Lenny Bruce was himself a preceder in the 1950s, whose social commentary and drug use made him a target for the authorities. He is often recalled with Pryor because of their parallel lives.
"A White racist system created Richard Pryor. He wasn't the only brilliant Black person, he was just one that got through!" said Dick Gregory during a call-in on radio station WMCS 1290 AM of Milwaukee during Morning Show co-host Keith Murphy's tribute to Pryor broadcast on Monday following the announcement of Pryor's passing.
"It was Richard Pryor who opened the way for Saturday Night Live" Gregory observed.
Gregory, who came to Milwaukee this summer during the annual NAACP convention, was also once well known as a standup comic before his activities as a social activist, philanthropist of the Civil Rights Movement and diet guru made him the consort of those such as MLK and Harry Belafonte.

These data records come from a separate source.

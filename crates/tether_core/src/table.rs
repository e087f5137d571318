use crate::config::RegistryConfig;
use crate::handle::Handle;
use crate::pair::ObjectPair;
use dashmap::DashMap;

/// Handle → pair storage.
///
/// Only the registry facade touches this. Every access holds a shard lock for
/// the duration of a single map operation and never across a callback.
pub(crate) struct PairTable<N, S> {
    pairs: DashMap<Handle, ObjectPair<N, S>>,
}

impl<N, S> PairTable<N, S> {
    pub fn with_config(config: &RegistryConfig) -> Self {
        let pairs = match config.shard_amount {
            Some(shards) => DashMap::with_capacity_and_shard_amount(config.initial_capacity, shards),
            None => DashMap::with_capacity(config.initial_capacity),
        };
        Self { pairs }
    }

    pub fn insert(&self, handle: Handle, pair: ObjectPair<N, S>) {
        let previous = self.pairs.insert(handle, pair);
        debug_assert!(previous.is_none(), "handle {handle} inserted twice");
    }

    pub fn get(&self, handle: Handle) -> Option<ObjectPair<N, S>>
    where
        N: Clone,
        S: Clone,
    {
        // Clone out so the shard guard is dropped before returning
        self.pairs.get(&handle).map(|entry| entry.value().clone())
    }

    /// Atomic remove: of any number of racing callers, exactly one gets the pair.
    pub fn remove(&self, handle: Handle) -> Option<ObjectPair<N, S>> {
        self.pairs.remove(&handle).map(|(_, pair)| pair)
    }

    pub fn contains(&self, handle: Handle) -> bool {
        self.pairs.contains_key(&handle)
    }

    pub fn len(&self) -> usize {
        self.pairs.len()
    }

    /// Live handles, oldest first.
    pub fn handles(&self) -> Vec<Handle> {
        let mut handles: Vec<Handle> = self.pairs.iter().map(|entry| *entry.key()).collect();
        handles.sort_unstable();
        handles
    }

    /// Remove every pair, oldest first. Pairs released concurrently by
    /// someone else are skipped rather than reported twice.
    pub fn drain(&self) -> Vec<(Handle, ObjectPair<N, S>)> {
        self.handles()
            .into_iter()
            .filter_map(|handle| self.remove(handle).map(|pair| (handle, pair)))
            .collect()
    }
}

Eddie Griffin, much like Eddie Murphy paid homage to his elders, even if it was a scene in the semi-autobiographical "Foolish" where before a stage performance he sought communion with the shades of departed comics in the lavatory, with only their feet visible beneath the stalls as they dispensed their comic wisdom.
Pryor, decades before musicians and rappers made the N-Word into astrange love/hate sobriquet, renounced its use after a lengthy life-altering visit to Africa of the sort that recently also affected groundbreaking TV show producer David Chappelle that may have caused him to reevaluate his comedic stance and imperiling his cable TV career.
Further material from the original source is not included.